In my experience, one particular setting has proven to be the most difficult
to find the correct setting for: MaxObjects.

I should qualify that I have a pretty specialized setup: I have about 100
regions with the capacity to generate many more objects than I have room
for, despite having 1.8gig of memory available, and that these objects get
generated once, read all the time, and are changed almost never. Latency is
our primary enemy, but even a remote cache get is significantly faster than
'doing the work'. The LRU is ideal for our settings because the most common
items stay in memory indefinitely (maxTime of several months) while idle and
infrequently used objects will drop out.

Unfortunately for any given region the size of a given cached objects varies
pretty wildly, thus forming the basis for my dilemma.

The problem is that in peek times the cache can do one of two things: Load
itself up with small objects, hitting MaxObjects and stopping, thus not
making use of the available resources and incurring additional (and
unnecessary) load on the rest of the infrastructure (disk, remote cache, and
the DB); Or it loads itself up with large objects and runs out of memory
before hitting MaxObjects.

The obvious solution here is (in my scenario) to replace MaxObjects with
MaxMemory.

Unfortunately this is, of course, easier said than done.

The only option I've encountered so far is to Serialize the object, and even
that's only a rough guess of what it's actually taking up in memory. This
adds the overhead of Serialization to the size and doesn't account for
transient fields, which definitely do take up space in memory. Of course if
we're already doing this for 'Deep Copy' it may be a non-issue.

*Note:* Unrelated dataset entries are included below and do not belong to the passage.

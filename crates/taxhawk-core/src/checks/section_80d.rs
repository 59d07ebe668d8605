//! Flags unused headroom under Section 80D health insurance premium limits.
//!
//! Always computed on the old-regime basis; the orchestrator decides
//! whether to surface this check based on the recommended regime.

use crate::finding::{CheckId, Finding};
use crate::money::Money;
use crate::profile::SalaryProfile;
use crate::tax_math;
use crate::traits::TaxYearRules;
use crate::types::{AgeCategory, Confidence, FindingStatus, Options};

/// Runs the 80D-gap check.
pub fn run(profile: &SalaryProfile, age: AgeCategory, options: &Options, rules: &dyn TaxYearRules) -> Finding {
    let self_cap = Money::from_rupees(if matches!(age, AgeCategory::Senior | AgeCategory::SuperSenior) {
        tax_math::SECTION_80D_SELF_CAP_SENIOR
    } else {
        tax_math::SECTION_80D_SELF_CAP_BELOW_SIXTY
    });
    let parents_cap = Money::from_rupees(if options.parents_senior {
        tax_math::SECTION_80D_PARENTS_CAP_SENIOR
    } else {
        tax_math::SECTION_80D_PARENTS_CAP_BELOW_SIXTY
    });

    let self_used = profile.section_80d_self.min(self_cap);
    let parents_used = profile.section_80d_parents.min(parents_cap);
    let self_gap = self_cap.saturating_sub(self_used);
    let parents_gap = parents_cap.saturating_sub(parents_used);
    let total_gap = self_gap + parents_gap;

    if total_gap.is_zero() {
        return Finding {
            check_id: CheckId::Section80dCheck,
            check_name: "Section 80D headroom".to_string(),
            status: FindingStatus::Optimized,
            finding: "Section 80D limits are fully utilized".to_string(),
            savings: Money::ZERO,
            action: None,
            deadline: None,
            confidence: Confidence::Definite,
            explanation: "Self and parent premium deductions are both at their statutory caps.".to_string(),
            details: serde_json::json!({"self_gap": 0, "parents_gap": 0}),
        };
    }

    let taxable_income = crate::regime::old_regime_taxable_income(profile, rules);
    let marginal_rate = tax_math::marginal_rate_with_cess(taxable_income, rules.old_regime_slabs(age));
    let savings = total_gap.multiply_rate(marginal_rate).round_to_rupee();

    Finding {
        check_id: CheckId::Section80dCheck,
        check_name: "Section 80D headroom".to_string(),
        status: FindingStatus::Opportunity,
        finding: format!("{} of unused Section 80D headroom", total_gap),
        savings,
        action: Some("Increase health insurance premium for self, family, or parents to use the remaining limit".to_string()),
        deadline: Some("31 March of this financial year".to_string()),
        confidence: Confidence::Likely,
        explanation: format!(
            "Self headroom is {} and parent headroom is {}; at a marginal rate of {}% this saves {}.",
            self_gap,
            parents_gap,
            marginal_rate * rust_decimal::Decimal::from(100),
            savings
        ),
        details: serde_json::json!({
            "self_gap": self_gap.as_rupees(),
            "parents_gap": parents_gap.as_rupees(),
        }),
    }
}
//! Statutory tax rules for financial year 2025-26.

use crate::money::Money;
use crate::traits::{RebateRule, SurchargeBracket, TaxBracket, TaxYearRules};
use crate::types::{AgeCategory, FinancialYear};
use rust_decimal_macros::dec;

/// Tax rules for FY 2025-26.
#[derive(Debug, Clone)]
pub struct Rules2025_26 {
    new_slabs: Vec<TaxBracket>,
    old_slabs_below_sixty: Vec<TaxBracket>,
    old_slabs_senior: Vec<TaxBracket>,
    old_slabs_super_senior: Vec<TaxBracket>,
    surcharge_new: Vec<SurchargeBracket>,
    surcharge_old: Vec<SurchargeBracket>,
}

impl Default for Rules2025_26 {
    fn default() -> Self {
        Self::new()
    }
}

impl Rules2025_26 {
    /// Creates a new `Rules2025_26` instance with all FY 2025-26 parameters.
    pub fn new() -> Self {
        Self {
            new_slabs: Self::build_new_slabs(),
            old_slabs_below_sixty: Self::build_old_slabs_below_sixty(),
            old_slabs_senior: Self::build_old_slabs_senior(),
            old_slabs_super_senior: Self::build_old_slabs_super_senior(),
            surcharge_new: Self::build_surcharge_new(),
            surcharge_old: Self::build_surcharge_old(),
        }
    }

    // The new-regime slab widths changed for FY 2025-26; old-regime and
    // surcharge slabs did not, and are kept identical to FY 2024-25.

    fn build_new_slabs() -> Vec<TaxBracket> {
        vec![
            TaxBracket { rate: dec!(0.00), upper_limit: Some(Money::from_rupees(400_000)) },
            TaxBracket { rate: dec!(0.05), upper_limit: Some(Money::from_rupees(800_000)) },
            TaxBracket { rate: dec!(0.10), upper_limit: Some(Money::from_rupees(1_200_000)) },
            TaxBracket { rate: dec!(0.15), upper_limit: Some(Money::from_rupees(1_600_000)) },
            TaxBracket { rate: dec!(0.20), upper_limit: Some(Money::from_rupees(2_000_000)) },
            TaxBracket { rate: dec!(0.25), upper_limit: Some(Money::from_rupees(2_400_000)) },
            TaxBracket { rate: dec!(0.30), upper_limit: None },
        ]
    }

    fn build_old_slabs_below_sixty() -> Vec<TaxBracket> {
        vec![
            TaxBracket { rate: dec!(0.00), upper_limit: Some(Money::from_rupees(250_000)) },
            TaxBracket { rate: dec!(0.05), upper_limit: Some(Money::from_rupees(500_000)) },
            TaxBracket { rate: dec!(0.20), upper_limit: Some(Money::from_rupees(1_000_000)) },
            TaxBracket { rate: dec!(0.30), upper_limit: None },
        ]
    }

    fn build_old_slabs_senior() -> Vec<TaxBracket> {
        vec![
            TaxBracket { rate: dec!(0.00), upper_limit: Some(Money::from_rupees(300_000)) },
            TaxBracket { rate: dec!(0.05), upper_limit: Some(Money::from_rupees(500_000)) },
            TaxBracket { rate: dec!(0.20), upper_limit: Some(Money::from_rupees(1_000_000)) },
            TaxBracket { rate: dec!(0.30), upper_limit: None },
        ]
    }

    fn build_old_slabs_super_senior() -> Vec<TaxBracket> {
        vec![
            TaxBracket { rate: dec!(0.00), upper_limit: Some(Money::from_rupees(500_000)) },
            TaxBracket { rate: dec!(0.20), upper_limit: Some(Money::from_rupees(1_000_000)) },
            TaxBracket { rate: dec!(0.30), upper_limit: None },
        ]
    }

    fn build_surcharge_new() -> Vec<SurchargeBracket> {
        vec![
            SurchargeBracket { rate: dec!(0.00), upper_limit: Some(Money::from_rupees(5_000_000)) },
            SurchargeBracket { rate: dec!(0.10), upper_limit: Some(Money::from_rupees(10_000_000)) },
            SurchargeBracket { rate: dec!(0.15), upper_limit: Some(Money::from_rupees(20_000_000)) },
            SurchargeBracket { rate: dec!(0.25), upper_limit: Some(Money::from_rupees(50_000_000)) },
            SurchargeBracket { rate: dec!(0.25), upper_limit: None },
        ]
    }

    fn build_surcharge_old() -> Vec<SurchargeBracket> {
        vec![
            SurchargeBracket { rate: dec!(0.00), upper_limit: Some(Money::from_rupees(5_000_000)) },
            SurchargeBracket { rate: dec!(0.10), upper_limit: Some(Money::from_rupees(10_000_000)) },
            SurchargeBracket { rate: dec!(0.15), upper_limit: Some(Money::from_rupees(20_000_000)) },
            SurchargeBracket { rate: dec!(0.25), upper_limit: Some(Money::from_rupees(50_000_000)) },
            SurchargeBracket { rate: dec!(0.37), upper_limit: None },
        ]
    }
}

impl TaxYearRules for Rules2025_26 {
    fn financial_year(&self) -> FinancialYear {
        FinancialYear::Fy2025_26
    }

    fn new_regime_slabs(&self) -> &[TaxBracket] {
        &self.new_slabs
    }

    fn old_regime_slabs(&self, age: AgeCategory) -> &[TaxBracket] {
        match age {
            AgeCategory::BelowSixty => &self.old_slabs_below_sixty,
            AgeCategory::Senior => &self.old_slabs_senior,
            AgeCategory::SuperSenior => &self.old_slabs_super_senior,
        }
    }

    fn surcharge_slabs_new(&self) -> &[SurchargeBracket] {
        &self.surcharge_new
    }

    fn surcharge_slabs_old(&self) -> &[SurchargeBracket] {
        &self.surcharge_old
    }

    fn standard_deduction_new(&self) -> Money {
        Money::from_rupees(75_000)
    }

    fn standard_deduction_old(&self) -> Money {
        Money::from_rupees(75_000)
    }

    fn rebate_new(&self) -> RebateRule {
        RebateRule {
            ceiling: Money::from_rupees(1_200_000),
            max_rebate: Money::from_rupees(60_000),
        }
    }

    fn rebate_old(&self) -> RebateRule {
        RebateRule {
            ceiling: Money::from_rupees(500_000),
            max_rebate: Money::from_rupees(12_500),
        }
    }
}
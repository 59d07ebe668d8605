//! The optimizer's output: one `Finding` per check, rolled up into a
//! `Report`.

use crate::money::Money;
use crate::types::{Confidence, FinancialYear, FindingStatus, Regime};
use serde::{Deserialize, Serialize};

/// Stable identifiers for each check, used as the wire-level key.
/// Consumers depend on these tokens staying stable.
#[derive(Debug, Clone, Copy, PartialEq, Eq, Hash, Serialize, Deserialize)]
#[serde(rename_all = "snake_case")]
#[allow(clippy::enum_variant_names)]
pub enum CheckId {
    RegimeArbitrage,
    Section80cGap,
    Section80dCheck,
    HraOptimizer,
    CapitalGains,
    NpsCheck,
    HomeLoanCheck,
}

impl CheckId {
    /// Returns the stable lowercase token consumers may depend on.
    pub fn as_str(&self) -> &'static str {
        match self {
            CheckId::RegimeArbitrage => "regime_arbitrage",
            CheckId::Section80cGap => "80c_gap",
            CheckId::Section80dCheck => "80d_check",
            CheckId::HraOptimizer => "hra_optimizer",
            CheckId::CapitalGains => "capital_gains",
            CheckId::NpsCheck => "nps_check",
            CheckId::HomeLoanCheck => "home_loan_check",
        }
    }
}

/// The result of one check: an opportunity, a confirmation of existing
/// optimal behavior, or a statement that the check does not apply.
#[derive(Debug, Clone, Serialize, Deserialize)]
pub struct Finding {
    /// Stable identifier for which check produced this finding.
    pub check_id: CheckId,
    /// Human-readable name of the check.
    pub check_name: String,
    /// Status of this finding.
    pub status: FindingStatus,
    /// One-line summary of what was found.
    pub finding: String,
    /// Rupees saved annually if the recommended action is taken; zero for
    /// `Optimized`/`NotApplicable` findings.
    pub savings: Money,
    /// Concrete action the taxpayer should take, if any.
    pub action: Option<String>,
    /// Deadline by which the action must be taken, if time-sensitive.
    pub deadline: Option<String>,
    /// How confident the engine is in this finding.
    pub confidence: Confidence,
    /// Longer explanation of the reasoning behind the finding.
    pub explanation: String,
    /// Free-form structured details specific to this check (e.g., the
    /// regime comparison breakdown, or the lots driving a capital-gains
    /// finding), for consumers that want to render more than the summary.
    pub details: serde_json::Value,
}

impl Finding {
    /// Builds a `NotApplicable` finding with zero savings — the default
    /// shape most checks fall back to when their inputs don't apply.
    pub fn not_applicable(check_id: CheckId, check_name: impl Into<String>, reason: impl Into<String>) -> Self {
        Self {
            check_id,
            check_name: check_name.into(),
            status: FindingStatus::NotApplicable,
            finding: reason.into(),
            savings: Money::ZERO,
            action: None,
            deadline: None,
            confidence: Confidence::Definite,
            explanation: String::new(),
            details: serde_json::Value::Null,
        }
    }
}

/// The full optimization report for one profile, across all checks.
#[derive(Debug, Clone, Serialize, Deserialize)]
pub struct Report {
    /// Financial year this report covers.
    pub financial_year: FinancialYear,
    /// Regime the taxpayer is currently filing under.
    pub current_regime: Regime,
    /// Regime the engine recommends, based on the regime-arbitrage check.
    pub recommended_regime: Regime,
    /// Total annual savings across all opportunities, without double
    /// counting regime-dependent amounts: only `regime.savings +
    /// capital_gains.savings` are summed, since the deduction checks'
    /// savings are already folded into whichever regime's liability the
    /// arbitrage check compared.
    pub total_savings: Money,
    /// One finding per check, in a fixed order.
    pub checks: Vec<Finding>,
    /// One-paragraph plain-language summary.
    pub summary: String,
    /// Standard disclaimer that this is not professional tax advice.
    pub disclaimer: String,
}

impl Report {
    /// Returns the finding for a specific check, if present.
    pub fn check(&self, id: CheckId) -> Option<&Finding> {
        self.checks.iter().find(|f| f.check_id == id)
    }

    /// Returns all findings with `FindingStatus::Opportunity`.
    pub fn opportunities(&self) -> impl Iterator<Item = &Finding> {
        self.checks.iter().filter(|f| f.status == FindingStatus::Opportunity)
    }
}
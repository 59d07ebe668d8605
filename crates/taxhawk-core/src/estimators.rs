//! Thin mappers that build rough inputs from coarser figures a user might
//! actually have on hand, rather than the precise component breakdown
//! `SalaryProfile`/`Holdings` expect.
//!
//! These are explicitly approximations — every figure they produce is an
//! estimate, not a statement of fact, and a caller with exact numbers
//! should always build `SalaryProfile`/`Holdings` directly instead.

use crate::holdings::{Holding, Holdings, SecurityType};
use crate::money::Money;
use crate::profile::SalaryProfile;
use crate::types::{City, FinancialYear, Regime};
use chrono::NaiveDate;
use rust_decimal::Decimal;
use rust_decimal_macros::dec;

/// Typical component split observed for salaried individuals, used only
/// when a caller has nothing more than a CTC figure to work from.
const ESTIMATED_BASIC_FRACTION: Decimal = dec!(0.40);
const ESTIMATED_HRA_FRACTION: Decimal = dec!(0.20);

/// Builds a rough `SalaryProfile` from an annual CTC figure and a handful
/// of commonly-known facts, splitting CTC into basic/HRA/other using a
/// typical salaried-compensation structure.
///
/// This is a starting point for a "what if" estimate, not a substitute for
/// an actual payslip breakdown.
pub fn estimate_salary_profile_from_ctc(
    ctc: Money,
    financial_year: FinancialYear,
    city: City,
    current_regime: Regime,
    monthly_rent: Money,
) -> SalaryProfile {
    let basic_salary = ctc.multiply_rate(ESTIMATED_BASIC_FRACTION);
    let hra_received = ctc.multiply_rate(ESTIMATED_HRA_FRACTION);
    let other_salary = ctc.saturating_sub(basic_salary).saturating_sub(hra_received);

    SalaryProfile {
        financial_year,
        city,
        current_regime,
        basic_salary,
        hra_received,
        other_salary,
        annual_rent_paid: monthly_rent.multiply_rate(Decimal::from(12)),
        monthly_rent,
        professional_tax: Money::ZERO,
        deduction_80ccd_2: Money::ZERO,
        epf_employee_contribution: Money::ZERO,
        section_80c_investments: Money::ZERO,
        nps_contribution_80ccd_1b: Money::ZERO,
        section_80d_self: Money::ZERO,
        section_80d_parents: Money::ZERO,
        home_loan_interest: Money::ZERO,
        declared_taxable_income: None,
    }
}

/// Builds a single estimated `Holding` from a total invested amount, an
/// assumed purchase date, and a gain/loss percentage — used when a caller
/// only has a portfolio value range rather than individual lot details.
pub fn estimate_holdings_from_range(
    invested_amount: Money,
    purchase_date: NaiveDate,
    estimated_gain_percent: Decimal,
    security_type: SecurityType,
) -> Holdings {
    let purchase_price = dec!(100);
    let quantity = invested_amount.as_decimal() / purchase_price;
    let current_price = purchase_price * (Decimal::ONE + estimated_gain_percent / dec!(100));

    let holding = Holding {
        security_name: "Estimated holding".to_string(),
        security_type,
        purchase_date,
        purchase_price,
        quantity,
        current_price,
    };

    Holdings {
        lots: vec![holding],
        realized_stcg_this_fy: Money::ZERO,
        realized_ltcg_this_fy: Money::ZERO,
    }
}

#[cfg(test)]
mod tests {
    use super::*;

    #[test]
    fn test_ctc_split_sums_back_to_ctc() {
        let ctc = Money::from_rupees(1_200_000);
        let profile = estimate_salary_profile_from_ctc(
            ctc,
            FinancialYear::Fy2024_25,
            City::new("Mumbai"),
            Regime::Old,
            Money::from_rupees(25_000),
        );
        assert_eq!(profile.gross_salary(), ctc);
    }

    #[test]
    fn test_estimated_holding_reflects_gain_percent() {
        let holdings = estimate_holdings_from_range(
            Money::from_rupees(100_000),
            NaiveDate::from_ymd_opt(2023, 1, 1).unwrap(),
            dec!(50),
            SecurityType::EquityMutualFund,
        );
        let lot = &holdings.lots[0];
        assert!(lot.current_value().as_decimal() > lot.total_cost().as_decimal());
    }
}
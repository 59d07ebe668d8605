//! Flags unused headroom under the combined Section 80C cap.
//!
//! Always computed on the old-regime basis, since the new regime does not
//! honor Section 80C at all; the orchestrator decides whether to surface
//! this check based on the recommended regime, not this function.

use crate::finding::{CheckId, Finding};
use crate::money::Money;
use crate::profile::SalaryProfile;
use crate::tax_math;
use crate::traits::TaxYearRules;
use crate::types::{AgeCategory, Confidence, FindingStatus};

/// Runs the 80C-gap check.
pub fn run(profile: &SalaryProfile, age: AgeCategory, rules: &dyn TaxYearRules) -> Finding {
    let cap = Money::from_rupees(tax_math::SECTION_80C_CAP);
    let current_80c_total = profile.section_80c_investments.min(cap);
    let gap = cap.saturating_sub(current_80c_total);

    if gap.is_zero() {
        return Finding {
            check_id: CheckId::Section80cGap,
            check_name: "Section 80C headroom".to_string(),
            status: FindingStatus::Optimized,
            finding: "Section 80C is fully utilized".to_string(),
            savings: Money::ZERO,
            action: None,
            deadline: None,
            confidence: Confidence::Definite,
            explanation: format!("{} of the {} cap is already used.", current_80c_total, cap),
            details: serde_json::json!({
                "current_80c_total": current_80c_total.as_rupees(),
                "epf_contribution": profile.epf_employee_contribution.as_rupees(),
                "cap": cap.as_rupees(),
            }),
        };
    }

    let marginal_rate = marginal_rate_old_regime(profile, age, rules);
    let savings = gap.multiply_rate(marginal_rate).round_to_rupee();

    Finding {
        check_id: CheckId::Section80cGap,
        check_name: "Section 80C headroom".to_string(),
        status: FindingStatus::Opportunity,
        finding: format!("{} of unused Section 80C headroom", gap),
        savings,
        action: Some(format!(
            "Invest an additional {} in ELSS, PPF, or life insurance before the end of the financial year",
            gap
        )),
        deadline: Some("31 March of this financial year".to_string()),
        confidence: Confidence::Likely,
        explanation: format!(
            "At a marginal rate of {}%, investing the remaining {} headroom saves {} in tax.",
            marginal_rate * rust_decimal::Decimal::from(100),
            gap,
            savings
        ),
        details: serde_json::json!({
            "current_80c_total": current_80c_total.as_rupees(),
            "epf_contribution": profile.epf_employee_contribution.as_rupees(),
            "cap": cap.as_rupees(),
            "gap": gap.as_rupees(),
        }),
    }
}

fn marginal_rate_old_regime(profile: &SalaryProfile, age: AgeCategory, rules: &dyn TaxYearRules) -> rust_decimal::Decimal {
    let taxable_income = crate::regime::old_regime_taxable_income(profile, rules);
    tax_math::marginal_rate_with_cess(taxable_income, rules.old_regime_slabs(age))
}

The other solution I thought of was using
(Runtime.totalMemory()-Runtime.freeMemory()). When this number dips below a
threshold, the Memory Cache can't grow any further (which is the same as if
we've reached MaxObjects). This is perfect for my purposes, and actually
provides a more accurate heuristic of memory utilization, even if it's a
less fine grained one.

Thoughts? Comments? Suggestions? Screams of agony? Does anyone else think
this might be useful or am I just off on a tangent?